L'inchiesta
Andria, le intercettazioni col vigile sotto estorsione: «Tu rimani comunque fregato»
In cinque agli arresti. Durante gli interrogatori tutti gli indagati si sono avvalsi della facoltà di non rispondere
ANDRIA - «A me mai nessun fesso neanche il meglio del meglio...neanche la legge, neanche i giudici mi hanno fatto perdere tutto sto tempo...ti devi muovere! Non fare la faccia del morto! O mi aggiusti la macchina o te ne vai, mi rispondi o no?».
Si tratta solo di uno stralcio della conversazione intercettata fra Oscar Davide Pesce e il vigile urbano di Andria, vittima secondo la procura di un’estorsione da parte del giovane e della sua compagna, Michela Altomare Caldarone, entrambi in carcere da venerdì scorso.
Oltre a loro sono finiti in cella anche Gianluca Pesce, fratello di Oscar Davide, Giuseppe Loconte e Nicolas Nicolamarino, tutti accusati a vario titolo di estorsione tentata e consumata, con l’aggravante delle modalità mafiose.
Secondo gli inquirenti, Davide Pesce e la compagna avrebbero costretto un vigile ad aggiustare loro la macchina dopo aver avuto un incidente con lui. L’agente, in sella alla sua moto, aveva urtato la fiancata dell’auto condotta dalla Caldarone.
Gli animi si scaldano quando si viene a sapere che il poliziotto aveva inviato una lettera a firma del suo avvocato. Così i tre si incontrano nei pressi di un’area di servizio per chiarire la faccenda.
Davide: «tu hai torto...me l’hanno detto gli amici tuoi...che tu mi hai fatto perdere tempo...ti ho detto garbatamente ognuno si guarda il suo e tu hai fatto orecchie da mercante (...) tu non devi fiatare! Perchè sei una merda! Già che hai fatto tutto falso...».
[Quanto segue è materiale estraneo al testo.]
//! # Reportcraft Workspace
//!
//! Everything around the editing core that touches the outside world:
//! template persistence, debounced auto-save, and the assistant (AI chat)
//! boundary.
//!
//! The editing core itself is synchronous and in-memory; this crate is
//! where failures can actually happen, and the policy is uniform: log,
//! keep local state consistent, surface a notification, and never crash
//! the editing session.

mod assistant;
mod autosave;
mod persistence;

pub use assistant::{AssistantClient, AssistantError, ChatEvent, ChatMessage, ChatRole, Conversation};
pub use autosave::{AutoSaver, DEFAULT_INTERVAL};
pub use persistence::{FsTemplateStore, PersistError, TemplateStore};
E ancora: « Perchè sei andato a mettere l’avvocato?Com’è sei venuto quel giorno e mi hai detto “no, ti conosco”, e beh? e mo dici che vuoi andare all’avvocato?»
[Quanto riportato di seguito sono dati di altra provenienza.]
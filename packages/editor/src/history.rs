//! # Snapshot History
//!
//! Linear undo/redo over full value snapshots.
//!
//! ## Design
//!
//! - `past` holds prior values oldest-first, bounded FIFO
//! - `present` is the live value; there is no separate "current document"
//! - `future` holds redo candidates nearest-first
//! - Committing a value equal to `present` records nothing
//! - Committing a new value clears `future` (no branching timeline)

/// Undo/redo history wrapping an arbitrary value.
#[derive(Debug, Clone)]
pub struct History<T> {
    past: Vec<T>,
    present: T,
    future: Vec<T>,
    max_depth: usize,
}

pub const DEFAULT_MAX_DEPTH: usize = 50;

impl<T: Clone + PartialEq> History<T> {
    /// Wrap `value` with empty history and the default depth bound.
    pub fn new(value: T) -> Self {
        Self::with_max_depth(value, DEFAULT_MAX_DEPTH)
    }

    pub fn with_max_depth(value: T, max_depth: usize) -> Self {
        Self {
            past: Vec::new(),
            present: value,
            future: Vec::new(),
            max_depth,
        }
    }

    /// The live value.
    pub fn present(&self) -> &T {
        &self.present
    }

    /// Commit a new value.
    ///
    /// A value structurally equal to the present one is dropped without
    /// touching the stacks. Otherwise the present value moves into `past`
    /// (evicting the oldest entry past the depth bound) and the redo
    /// stack is cleared.
    pub fn set(&mut self, value: T) -> bool {
        if value == self.present {
            return false;
        }

        self.past.push(std::mem::replace(&mut self.present, value));
        if self.max_depth > 0 && self.past.len() > self.max_depth {
            self.past.remove(0);
        }
        self.future.clear();
        true
    }

    /// Commit the result of `update(present)`.
    pub fn set_with(&mut self, update: impl FnOnce(&T) -> T) -> bool {
        self.set(update(&self.present))
    }

    /// Step back once. Returns false when there is nothing to undo.
    pub fn undo(&mut self) -> bool {
        let Some(previous) = self.past.pop() else {
            return false;
        };
        let current = std::mem::replace(&mut self.present, previous);
        self.future.insert(0, current);
        true
    }

    /// Step forward once. Returns false when there is nothing to redo.
    pub fn redo(&mut self) -> bool {
        if self.future.is_empty() {
            return false;
        }
        let next = self.future.remove(0);
        let current = std::mem::replace(&mut self.present, next);
        self.past.push(current);
        true
    }

    /// Discard all history and install `value` as the present.
    ///
    /// Used when loading a template or restoring a version wholesale:
    /// the installed state has no undo lineage of its own.
    pub fn reset(&mut self, value: T) {
        self.past.clear();
        self.future.clear();
        self.present = value;
    }

    pub fn can_undo(&self) -> bool {
        !self.past.is_empty()
    }

    pub fn can_redo(&self) -> bool {
        !self.future.is_empty()
    }

    pub fn undo_depth(&self) -> usize {
        self.past.len()
    }

    pub fn redo_depth(&self) -> usize {
        self.future.len()
    }
}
Vigile: « e io infatto l’ho bloccato l’avvocato, ho bloccato tutto...sono venuto qua per sapere che se facevamo il Cid, il cinquanta e cinquanta, nessuno ha l’aumento e ci pagano i danni a tutti e due (...)»
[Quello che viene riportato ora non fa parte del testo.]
//! The aggregate root: an ordered component list plus document-level
//! metadata and page styles.

use crate::component::{ComponentKind, ReportComponent};
use serde::{Deserialize, Serialize};

/// User-editable document metadata, shown in rendered output.
#[derive(Debug, Clone, PartialEq, Serialize, Deserialize)]
pub struct DocumentMetadata {
    pub title: String,
    pub author: String,
    pub company: String,
    pub date: String,
}

impl Default for DocumentMetadata {
    fn default() -> Self {
        Self {
            title: "Financial Report".to_string(),
            author: String::new(),
            company: String::new(),
            date: chrono::Local::now().format("%Y-%m-%d").to_string(),
        }
    }
}

/// Page dimensions.
#[derive(Debug, Clone, Copy, PartialEq, Eq, Serialize, Deserialize)]
#[serde(rename_all = "lowercase")]
pub enum PageSize {
    A4,
    Letter,
    Legal,
}

#[derive(Debug, Clone, Copy, PartialEq, Eq, Serialize, Deserialize)]
#[serde(rename_all = "lowercase")]
pub enum Orientation {
    Portrait,
    Landscape,
}

/// Page margins in inches.
#[derive(Debug, Clone, Copy, PartialEq, Serialize, Deserialize)]
pub struct Margins {
    pub top: f32,
    pub right: f32,
    pub bottom: f32,
    pub left: f32,
}

impl Default for Margins {
    fn default() -> Self {
        Self {
            top: 1.0,
            right: 1.0,
            bottom: 1.0,
            left: 1.0,
        }
    }
}

/// Page-level settings applied to the whole document.
#[derive(Debug, Clone, PartialEq, Serialize, Deserialize)]
pub struct PageStyles {
    pub page_size: PageSize,
    pub orientation: Orientation,
    pub margins: Margins,
    pub show_header: bool,
    pub show_footer: bool,
}

impl Default for PageStyles {
    fn default() -> Self {
        Self {
            page_size: PageSize::A4,
            orientation: Orientation::Portrait,
            margins: Margins::default(),
            show_header: true,
            show_footer: true,
        }
    }
}

/// Derived table-of-contents entry.
///
/// `page` is a synthetic estimate (three components per page) standing in
/// until real pagination exists.
#[derive(Debug, Clone, PartialEq, Serialize, Deserialize)]
pub struct TocItem {
    pub component_id: String,
    pub title: String,
    pub level: u8,
    pub page: usize,
}

/// A report document: the unit of save/load/undo.
#[derive(Debug, Clone, PartialEq, Serialize, Deserialize)]
pub struct ReportDocument {
    pub id: String,
    pub name: String,
    pub description: String,

    /// Insertion order is document order.
    pub components: Vec<ReportComponent>,

    pub metadata: DocumentMetadata,
    pub styles: PageStyles,
}

impl ReportDocument {
    /// Create an empty document with default metadata and styles.
    pub fn new(id: String) -> Self {
        Self {
            id,
            name: "Untitled Report".to_string(),
            description: String::new(),
            components: Vec::new(),
            metadata: DocumentMetadata::default(),
            styles: PageStyles::default(),
        }
    }

    pub fn find_component(&self, id: &str) -> Option<&ReportComponent> {
        self.components.iter().find(|c| c.id == id)
    }

    pub fn find_component_mut(&mut self, id: &str) -> Option<&mut ReportComponent> {
        self.components.iter_mut().find(|c| c.id == id)
    }

    pub fn component_index(&self, id: &str) -> Option<usize> {
        self.components.iter().position(|c| c.id == id)
    }

    /// Derive TOC entries from heading/subheading components.
    pub fn toc_items(&self) -> Vec<TocItem> {
        self.components
            .iter()
            .enumerate()
            .filter_map(|(index, c)| {
                let level = match c.kind {
                    ComponentKind::Heading => 1,
                    ComponentKind::Subheading => 2,
                    _ => return None,
                };
                Some(TocItem {
                    component_id: c.id.clone(),
                    title: c.content.clone().unwrap_or_default(),
                    level,
                    page: index / 3 + 1,
                })
            })
            .collect()
    }
}

#[cfg(test)]
mod tests {
    use super::*;

    #[test]
    fn test_new_document_is_empty() {
        let doc = ReportDocument::new("report-1".to_string());
        assert!(doc.components.is_empty());
        assert_eq!(doc.name, "Untitled Report");
        assert_eq!(doc.styles, PageStyles::default());
    }

    #[test]
    fn test_document_round_trips_through_json() {
        let mut doc = ReportDocument::new("report-1".to_string());
        for (i, kind) in ComponentKind::ALL.iter().enumerate() {
            doc.components
                .push(ReportComponent::new(*kind, format!("component-{}", i + 1)));
        }

        let json = serde_json::to_string(&doc).unwrap();
        let back: ReportDocument = serde_json::from_str(&json).unwrap();
        assert_eq!(back, doc);
    }

    #[test]
    fn test_toc_items_pick_headings_with_page_estimate() {
        let mut doc = ReportDocument::new("report-1".to_string());
        let mut push = |kind, id: &str, content: &str| {
            let mut c = ReportComponent::new(kind, id.to_string());
            c.content = Some(content.to_string());
            doc.components.push(c);
        };
        push(ComponentKind::Heading, "component-1", "Overview"); // index 0
        push(ComponentKind::Text, "component-2", "...");
        push(ComponentKind::Text, "component-3", "...");
        push(ComponentKind::Subheading, "component-4", "Revenue"); // index 3

        let toc = doc.toc_items();
        assert_eq!(toc.len(), 2);
        assert_eq!(toc[0].title, "Overview");
        assert_eq!(toc[0].level, 1);
        assert_eq!(toc[0].page, 1);
        assert_eq!(toc[1].title, "Revenue");
        assert_eq!(toc[1].level, 2);
        assert_eq!(toc[1].page, 2);
    }

    #[test]
    fn test_find_component_by_id() {
        let mut doc = ReportDocument::new("report-1".to_string());
        doc.components.push(ReportComponent::new(
            ComponentKind::Text,
            "component-1".to_string(),
        ));

        assert!(doc.find_component("component-1").is_some());
        assert!(doc.find_component("component-99").is_none());
        assert_eq!(doc.component_index("component-1"), Some(0));
    }
}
Davide: «Tu cinquanta e cinquanta da me non ne hai! Te lo puoi scordare! Tu mi devi aggiustare la macchina! O metti la legge o mi aggiusti la macchina, vie di mezzo non esistono...vedi che te lo sto dicendo più di una volta (...) e te ne devi andare come a un cornuto!».
E infatti il giorno seguente il vigile chiama la ragazza per dirle che può portare la macchina dal suo carrozziere di fiducia.
«Già mi stai a rompere i coglioni - avrebbe detto Oscar Davide Pesce a colui che doveva effettuare la riparazione, lamentandosi dei tempi di consegna - per niente tutto bene! allora, che ti dovevo dire quel giorno? che sono tizio e caio e in 24 ore mi devi fare la macchina?».
Un’esternazione che a detta del gip sarebbe «sintomatica della consapevolezza da parte dello stesso del timore incusso anche solo dal suo nome, conseguente alla sua appartenenza all’omonimo clan».
Nelle carte dell’inchiesta si fa poi riferimento ad un’altra circostanza, sempre tesa ad avvalorare l’appartenenza del giovane al gruppo criminale.
La mamma della Caldarone dice alla figlia di essere preoccupata per sua parente - dopo aver fatto un sogno - per il rischio che la stessa potesse rimanere uccisa in un eventuale agguato armato ai danni di Davide.
Nel corso dell’interrogatorio di convalida tutti si sono avvalsi della facoltà di non rispondere. Sono difesi dagli avvocati Michele Prieno, Claudio Cioce, Vincenzo Desiderio, Michele Inchingolo e Pierpaolo Matera.